Switzerland already has double taxation agreements with over 100 countries (DTA). It has now also concluded agreements with two important trade and industrial partners: with Bahrain and Saudi Arabia. The provisions will apply from 1 January 2022.
OECD Model Agreement and BEPS-Project as Guideline
The agreements with Bahrain and Saudi Arabia largely follow the model agreement of the OECD. In addition, they adopt important provisions of the OECD and the G20 projects to combat the reducing and shifting of profits. For example, both DTAs contain an abuse clause, which corresponds to the “Principal Purpose Test Rule”.
No Arbitration Clause
Furthermore, the DTAs with Bahrain and Saudi Arabia contain an administrative assistance clause in accordance with the current international standard for the exchange of information on request.

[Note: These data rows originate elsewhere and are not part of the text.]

use std::fs;
use std::path::Path;
use std::str::FromStr;

use alloy_primitives::address;
use anyhow::{Context, Result, anyhow};

use crate::chain::Address;
use crate::models::{Category, Creator, Socials};

/// Creators known to the app, loaded once and never mutated.
#[derive(Debug, Clone)]
pub struct CreatorDirectory {
    creators: Vec<Creator>,
}

impl CreatorDirectory {
    pub fn new(creators: Vec<Creator>) -> Self {
        Self { creators }
    }

    pub fn builtin() -> Self {
        Self::new(builtin_creators())
    }

    /// Reads a JSON array of creators (`walletAddress`, `socials`, ... in camelCase).
    pub fn from_json_file(path: &Path) -> Result<Self> {
        let raw = fs::read_to_string(path)
            .with_context(|| format!("creatorファイルを読めませんでした: path={}", path.display()))?;
        let creators: Vec<Creator> = serde_json::from_str(&raw)
            .with_context(|| format!("creatorファイルのJSONが不正です: path={}", path.display()))?;
        if creators.is_empty() {
            return Err(anyhow!("creatorファイルが空です: path={}", path.display()));
        }
        tracing::debug!(count = creators.len(), path = %path.display(), "loaded creators");
        Ok(Self::new(creators))
    }

    pub fn all(&self) -> &[Creator] {
        &self.creators
    }

    pub fn by_id(&self, id: &str) -> Option<&Creator> {
        self.creators.iter().find(|c| c.id == id)
    }

    /// Case-insensitive, like comparing lowercased hex strings.
    pub fn by_address(&self, address: &str) -> Option<&Creator> {
        let wanted = Address::from_str(address.trim()).ok()?;
        self.creators.iter().find(|c| c.wallet_address == wanted)
    }

    pub fn by_category(&self, category: Category) -> Vec<Creator> {
        self.creators
            .iter()
            .filter(|c| c.category == category)
            .cloned()
            .collect()
    }

    /// Resolves a CLI reference that may be either an id or a wallet address.
    pub fn resolve(&self, reference: &str) -> Option<&Creator> {
        self.by_id(reference).or_else(|| self.by_address(reference))
    }
}

#[allow(clippy::too_many_arguments)]
fn creator(
    id: &str,
    name: &str,
    username: &str,
    wallet_address: Address,
    bio: &str,
    avatar: &str,
    category: Category,
    socials: Socials,
) -> Creator {
    Creator {
        id: id.to_string(),
        name: name.to_string(),
        username: username.to_string(),
        wallet_address,
        bio: bio.to_string(),
        avatar: avatar.to_string(),
        category,
        socials: Some(socials),
    }
}

fn socials(twitter: Option<&str>, farcaster: Option<&str>, github: Option<&str>) -> Socials {
    Socials {
        twitter: twitter.map(ToString::to_string),
        farcaster: farcaster.map(ToString::to_string),
        github: github.map(ToString::to_string),
    }
}

// Mock data until there is a registry to read from.
fn builtin_creators() -> Vec<Creator> {
    vec![
        creator(
            "creator-1",
            "Alex Chen",
            "@alexbuilds",
            address!("742d35Cc6634C0532925a3b844Bc9e7595f0bEb1"),
            "Building the future of decentralized social. Open source enthusiast and Base advocate.",
            "https://i.pravatar.cc/150?img=1",
            Category::Developer,
            socials(Some("alexbuilds"), None, Some("alexchen")),
        ),
        creator(
            "creator-2",
            "Maya Rodriguez",
            "@mayaart",
            address!("8d12A197cB00D4747a1fe03395095ce2A5CC6819"),
            "Digital artist exploring the intersection of AI and blockchain. NFT creator.",
            "https://i.pravatar.cc/150?img=5",
            Category::Artist,
            socials(Some("mayaart"), Some("maya"), None),
        ),
        creator(
            "creator-3",
            "Dev Patel",
            "@devonchain",
            address!("3C44CdDdB6a900fa2b585dd299e03d12FA4293BC"),
            "Smart contract security researcher. Making onchain safer, one audit at a time.",
            "https://i.pravatar.cc/150?img=12",
            Category::Developer,
            socials(Some("devonchain"), None, Some("devpatel")),
        ),
        creator(
            "creator-4",
            "Luna Brooks",
            "@lunawrits",
            address!("90F79bf6EB2c4f870365E785982E1f101E93b906"),
            "Web3 writer and educator. Simplifying crypto for everyone. Check out my newsletter!",
            "https://i.pravatar.cc/150?img=9",
            Category::Writer,
            socials(Some("lunawrits"), Some("luna"), None),
        ),
        creator(
            "creator-5",
            "Sam Johnson",
            "@samcodes",
            address!("15d34AAf54267DB7D7c367839AAf71A00a2C6A65"),
            "Full-stack dev building cool apps on Base. Creator of popular DeFi tools.",
            "https://i.pravatar.cc/150?img=33",
            Category::Developer,
            socials(Some("samcodes"), None, Some("samjohnson")),
        ),
        creator(
            "creator-6",
            "Zara Kim",
            "@zara3d",
            address!("9965507D1a55bcC2695C58ba16FB37d819B0A4dc"),
            "3D artist and metaverse builder. Creating immersive onchain experiences.",
            "https://i.pravatar.cc/150?img=20",
            Category::Artist,
            socials(Some("zara3d"), None, None),
        ),
        creator(
            "creator-7",
            "Marcus Lee",
            "@marcusmusic",
            address!("976EA74026E726554dB657fA54763abd0C3a0aa9"),
            "Electronic music producer. Releasing music as NFTs. Support independent artists!",
            "https://i.pravatar.cc/150?img=68",
            Category::Other,
            socials(Some("marcusmusic"), Some("marcus"), None),
        ),
        creator(
            "creator-8",
            "Priya Singh",
            "@priyateaches",
            address!("14dC79964da2C08b23698B3D3cc7Ca32193d9955"),
            "Educator creating free blockchain courses. Teaching the next generation of builders.",
            "https://i.pravatar.cc/150?img=45",
            Category::Other,
            socials(Some("priyateaches"), None, Some("priyasingh")),
        ),
    ]
}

Both agreements have laid down a mutual agreement procedure, but only the Bahrain DTA contains an arbitration clause. If, in the case of dispute, Bahrain and Saudi Arabia are unable to find a mutually satisfactory solution, then, in principle, double taxation remains in place.
Bahrain, with its diversified economy, is an important partner for Switzerland in the import/export sector. In April 2015 both countries began negotiations towards concluding a DTA. A first draft was completed in 2016. In Bahrain, the approval process was protracted, causing a corresponding delay in its ratification by Switzerland.
DTA Saudi Arabia
Switzerland has long negotiated with Saudi Arabia over an agreement on the avoidance of double taxation. The negotiations started in 2010, but, due to political developments, ratification by the Swiss parliament was delayed. The agreement, applicable from the beginning of 2022, contains some individual features relating to Muslim culture. For example, the taxes covered by the agreement include not only income taxes, but also the zackat. This compulsory levy, which supports the needy, applies to all Saudi Arabian residents with Saudi Arabian passports or to those who belong to a member state of the Gulf Cooperation Council.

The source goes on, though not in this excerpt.